Birth is the beginning of the process of incarnation — but only the beginning. Incarnation continues through the entire length of a human life, through birth, childhood, adolescence, full manhood, ripe maturity and on into old age. This is a revolutionary idea, running counter to present scientific theory, but on the basis of the Ancient Wisdom-Teaching we say that it is the missing key in the science of psychology. This is not an empty assertion. It can be tested. Study any course of descriptive psychology and then apply, as an interpretation of the mass of factual material gathered, the principle that there is an inner source of energy, the motivating, selecting, building factor working from within outwards, pushing towards outer expression in the body and the brain, in successive tides of ever increasing power. The student who is willing to follow this theme through in a logical course of study will no longer be content with anything less to explain the mystery of the physical, mental and moral growth of a tiny human seed into a man who towers above the mere animal world.
Leaving aside entirely the biologic view that the body is the man, and that psychological growth to adulthood is merely a building up of continually more complex reflexes — leaving this fantastic view aside, we still find unsatisfactory the generally accepted idea that a soul, God-given and newly made, enters the body at birth or at some vague point thereafter. What is this soul they speak of? What relation has it, if any, to the psychological and so-called hereditary traits that so soon begin to manifest in the child? Does this soul play a major or only a minor part in the formation of character? How is its influence exerted throughout the life? The student of true psychology will want answers to these questions. He does not want to abandon the idea of a soul in man, but he asks that its nature and functions be consistent with the observed phenomena of the various stages of human life. He would be even better pleased if he found that the existence of this soul explained more reasonably than any other theory these same observed facts.

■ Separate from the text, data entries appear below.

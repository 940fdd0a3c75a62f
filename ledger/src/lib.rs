//! The fractional fungible ledger.
//!
//! One ledger exists per fractionalised asset. It tracks per-holder balances
//! of fractional units and the total issued so far. Minting authority is a
//! capability: the ledger remembers the account that created it and rejects
//! mint calls from anyone else.
//!
//! Ledgers are created through the [`LedgerFactory`] at caller-supplied
//! deterministic identifiers; a second creation at an occupied identifier
//! is rejected, so the factory can never diverge from the registry's
//! already-locked check.

pub mod error;
pub mod factory;
pub mod ledger;

pub use error::LedgerError;
pub use factory::LedgerFactory;
pub use ledger::FractionalLedger;
//! Factory owning every fractional ledger by deterministic identifier.

use std::collections::HashMap;

use facet_types::{Address, LedgerId};
use serde::{Deserialize, Serialize};

use crate::error::LedgerError;
use crate::ledger::FractionalLedger;

/// Creates fractional ledgers at caller-supplied deterministic identifiers
/// and owns them for their lifetime.
///
/// Creation at an occupied identifier is rejected, which keeps the factory's
/// idempotency boundary aligned with the registry's already-locked check:
/// the two are evaluated under the same serialization point and can never
/// diverge.
#[derive(Clone, Debug, Default, Serialize, Deserialize)]
pub struct LedgerFactory {
    ledgers: HashMap<LedgerId, FractionalLedger>,
}

impl LedgerFactory {
    pub fn new() -> Self {
        Self::default()
    }

    /// Create a new ledger at `ledger_id` with zero issuance, handing mint
    /// authority to `creator`.
    pub fn create(
        &mut self,
        ledger_id: LedgerId,
        creator: Address,
    ) -> Result<&mut FractionalLedger, LedgerError> {
        if self.ledgers.contains_key(&ledger_id) {
            return Err(LedgerError::LedgerExists(ledger_id));
        }
        Ok(self
            .ledgers
            .entry(ledger_id)
            .or_insert_with(|| FractionalLedger::new(ledger_id, creator)))
    }

    /// Remove the ledger at `ledger_id`, if any.
    ///
    /// Rollback hook for a lock operation whose record commit failed after
    /// the ledger was created; never called on a committed ledger.
    pub fn remove(&mut self, ledger_id: &LedgerId) -> Option<FractionalLedger> {
        self.ledgers.remove(ledger_id)
    }

    pub fn contains(&self, ledger_id: &LedgerId) -> bool {
        self.ledgers.contains_key(ledger_id)
    }

    pub fn get(&self, ledger_id: &LedgerId) -> Option<&FractionalLedger> {
        self.ledgers.get(ledger_id)
    }

    pub fn get_mut(&mut self, ledger_id: &LedgerId) -> Option<&mut FractionalLedger> {
        self.ledgers.get_mut(ledger_id)
    }

    pub fn ledger_count(&self) -> usize {
        self.ledgers.len()
    }
}
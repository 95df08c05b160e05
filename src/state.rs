use std::sync::Arc;

use crate::features::upload::client::ImageHostClient;

/// 聚合的应用共享状态
#[derive(Clone)]
pub struct AppState {
    /// 图床客户端（启动时按配置构建一次，后续请求复用连接池）
    pub uploader: Arc<ImageHostClient>,
    /// 编码后 Data URL 的长度上限（字符数，约 5MB 的近似代理）
    pub max_data_url_len: usize,
}
use config::{Config as ConfigBuilder, ConfigError, Environment, File};
use once_cell::sync::OnceCell;
use serde::{Deserialize, Serialize};
use std::path::PathBuf;

/// 全局配置单例
static CONFIG: OnceCell<AppConfig> = OnceCell::new();

/// 服务器配置
#[derive(Debug, Clone, Serialize, Deserialize)]
pub struct ServerConfig {
    /// 监听地址
    #[serde(default = "ServerConfig::default_host")]
    pub host: String,
    /// 监听端口
    #[serde(default = "ServerConfig::default_port")]
    pub port: u16,
}

impl ServerConfig {
    fn default_host() -> String {
        "0.0.0.0".to_string()
    }
    fn default_port() -> u16 {
        3900
    }
}

impl Default for ServerConfig {
    fn default() -> Self {
        Self {
            host: Self::default_host(),
            port: Self::default_port(),
        }
    }
}

/// 日志配置
#[derive(Debug, Clone, Serialize, Deserialize)]
pub struct LoggingConfig {
    /// 日志级别
    #[serde(default = "LoggingConfig::default_level")]
    pub level: String,
    /// 日志格式
    #[serde(default = "LoggingConfig::default_format")]
    pub format: String,
}

impl LoggingConfig {
    fn default_level() -> String {
        "info".to_string()
    }
    fn default_format() -> String {
        "full".to_string()
    }
}

impl Default for LoggingConfig {
    fn default() -> Self {
        Self {
            level: Self::default_level(),
            format: Self::default_format(),
        }
    }
}

/// API 配置
#[derive(Debug, Clone, Serialize, Deserialize)]
pub struct ApiConfig {
    /// API 路由前缀
    #[serde(default = "ApiConfig::default_prefix")]
    pub prefix: String,
}

impl ApiConfig {
    fn default_prefix() -> String {
        "/api/v1".to_string()
    }
}

impl Default for ApiConfig {
    fn default() -> Self {
        Self {
            prefix: Self::default_prefix(),
        }
    }
}

/// CORS 配置
#[derive(Debug, Clone, Serialize, Deserialize)]
pub struct CorsConfig {
    /// 是否启用 CORS
    #[serde(default = "CorsConfig::default_enabled")]
    pub enabled: bool,
    /// 允许的 Origin 列表（支持 "*" 表示任意）
    #[serde(default)]
    pub allowed_origins: Vec<String>,
    /// 允许的方法列表（支持 "*" 表示任意）
    #[serde(default)]
    pub allowed_methods: Vec<String>,
    /// 允许的请求头列表（支持 "*" 表示任意）
    #[serde(default)]
    pub allowed_headers: Vec<String>,
    /// 是否允许携带凭证（Cookie/Authorization）
    #[serde(default = "CorsConfig::default_allow_credentials")]
    pub allow_credentials: bool,
    /// 预检缓存时间（秒）
    #[serde(default)]
    pub max_age_secs: Option<u64>,
}

impl CorsConfig {
    fn default_enabled() -> bool {
        false
    }

    fn default_allow_credentials() -> bool {
        false
    }
}

impl Default for CorsConfig {
    fn default() -> Self {
        Self {
            enabled: Self::default_enabled(),
            allowed_origins: Vec::new(),
            allowed_methods: Vec::new(),
            allowed_headers: Vec::new(),
            allow_credentials: Self::default_allow_credentials(),
            max_age_secs: None,
        }
    }
}

/// 图床（上传服务商）配置
///
/// `cloud_name` 与 `upload_preset` 留空时不会在本服务侧报错，
/// 而是透传给图床并由其拒绝（返回给调用方的是统一的 500 文案）。
#[derive(Debug, Clone, Serialize, Deserialize)]
pub struct ProviderConfig {
    /// 图床 API 基地址（上传端点为 `<api_base>/v1_1/<cloud_name>/image/upload`）
    #[serde(default = "ProviderConfig::default_api_base")]
    pub api_base: String,
    /// 账号/云标识
    #[serde(default)]
    pub cloud_name: String,
    /// 上传预设标识（unsigned preset）
    #[serde(default)]
    pub upload_preset: String,
}

impl ProviderConfig {
    fn default_api_base() -> String {
        "https://api.cloudinary.com".to_string()
    }
}

impl Default for ProviderConfig {
    fn default() -> Self {
        Self {
            api_base: Self::default_api_base(),
            cloud_name: String::new(),
            upload_preset: String::new(),
        }
    }
}

/// 上传校验配置
#[derive(Debug, Clone, Serialize, Deserialize)]
pub struct UploadConfig {
    /// 编码后 Data URL 的长度上限（字符数）。
    ///
    /// 注意：这里度量的是包含 `data:image/...;base64,` 前缀的编码串长度，
    /// 而不是解码后的字节数，默认值 5242880 只是 “约 5MB” 的近似代理。
    #[serde(default = "UploadConfig::default_max_data_url_len")]
    pub max_data_url_len: usize,
}

impl UploadConfig {
    fn default_max_data_url_len() -> usize {
        5 * 1024 * 1024
    }
}

impl Default for UploadConfig {
    fn default() -> Self {
        Self {
            max_data_url_len: Self::default_max_data_url_len(),
        }
    }
}

/// 优雅退出配置
#[derive(Debug, Clone, Serialize, Deserialize)]
pub struct ShutdownConfig {
    /// 优雅退出超时时间（秒）
    #[serde(default = "ShutdownConfig::default_timeout")]
    pub timeout_secs: u64,
    /// 超时后是否强制退出进程
    #[serde(default = "ShutdownConfig::default_force")]
    pub force_quit: bool,
}

impl ShutdownConfig {
    fn default_timeout() -> u64 {
        30
    }
    fn default_force() -> bool {
        true
    }

    /// 获取优雅退出超时时间
    pub fn timeout_duration(&self) -> std::time::Duration {
        std::time::Duration::from_secs(self.timeout_secs)
    }
}

impl Default for ShutdownConfig {
    fn default() -> Self {
        Self {
            timeout_secs: Self::default_timeout(),
            force_quit: Self::default_force(),
        }
    }
}

/// 应用配置
#[derive(Debug, Clone, Serialize, Deserialize)]
pub struct AppConfig {
    #[serde(default)]
    pub server: ServerConfig,
    #[serde(default)]
    pub logging: LoggingConfig,
    #[serde(default)]
    pub api: ApiConfig,
    /// CORS 配置
    #[serde(default)]
    pub cors: CorsConfig,
    /// 图床配置
    #[serde(default)]
    pub provider: ProviderConfig,
    /// 上传校验配置
    #[serde(default)]
    pub upload: UploadConfig,
    /// 优雅退出配置
    #[serde(default)]
    pub shutdown: ShutdownConfig,
}

impl AppConfig {
    /// 从配置文件加载配置，支持环境变量覆盖
    pub fn load() -> Result<Self, ConfigError> {
        let config_path = Self::get_config_path();

        tracing::info!("正在从 {:?} 加载配置文件", config_path);

        let builder = ConfigBuilder::builder()
            // 加载配置文件（允许缺省，纯环境变量部署时走默认值 + APP_* 覆盖）
            .add_source(File::with_name(config_path.to_str().unwrap()).required(false))
            // 支持环境变量覆盖，例如：APP_PROVIDER_CLOUD_NAME
            .add_source(
                Environment::with_prefix("APP")
                    .separator("_")
                    .try_parsing(true),
            )
            .build()?;

        let config: Self = builder.try_deserialize()?;
        Ok(config)
    }

    /// 获取全局配置单例
    pub fn global() -> &'static AppConfig {
        CONFIG.get().expect("配置未初始化，请先调用 init_global()")
    }

    /// 初始化全局配置
    pub fn init_global() -> Result<(), ConfigError> {
        let config = Self::load()?;
        CONFIG
            .set(config)
            .map_err(|_| ConfigError::Message("配置已经被初始化".to_string()))?;
        Ok(())
    }

    /// 获取配置文件路径
    fn get_config_path() -> PathBuf {
        PathBuf::from("config.toml")
    }

    /// 获取服务器监听地址
    pub fn server_addr(&self) -> String {
        format!("{}:{}", self.server.host, self.server.port)
    }
}

impl Default for AppConfig {
    fn default() -> Self {
        Self {
            server: ServerConfig::default(),
            logging: LoggingConfig::default(),
            api: ApiConfig::default(),
            cors: CorsConfig::default(),
            provider: ProviderConfig::default(),
            upload: UploadConfig::default(),
            shutdown: ShutdownConfig::default(),
        }
    }
}

#[cfg(test)]
mod tests {
    use super::{ProviderConfig, UploadConfig};

    #[test]
    fn upload_default_threshold_matches_encoded_5mb_proxy() {
        assert_eq!(UploadConfig::default().max_data_url_len, 5_242_880);
    }

    #[test]
    fn provider_defaults_leave_credentials_empty() {
        let p = ProviderConfig::default();
        assert_eq!(p.api_base, "https://api.cloudinary.com");
        assert!(p.cloud_name.is_empty());
        assert!(p.upload_preset.is_empty());
    }
}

Now the Theosophical philosophy, far from denying the existence of a soul in man, says that there is not only one but many. It describes man as a sevenfold being, his many parts ranging from pure spirit to physical matter. H. P. Blavatsky's Key to Theosophy (pp. 90-92) gives an excellent explanatory Table of what is known in Theosophy as the seven principles in man; and with a preliminary study of this Table the diagram used by Dr. de Purucker in his Fundamentals of the Esoteric Philosophy, ch. xviii, will be intelligible. The author here shows that each consciousness-center can be divided into an ego-aspect and a soul-aspect, the soul in each case being the carrier of its corresponding ego-self.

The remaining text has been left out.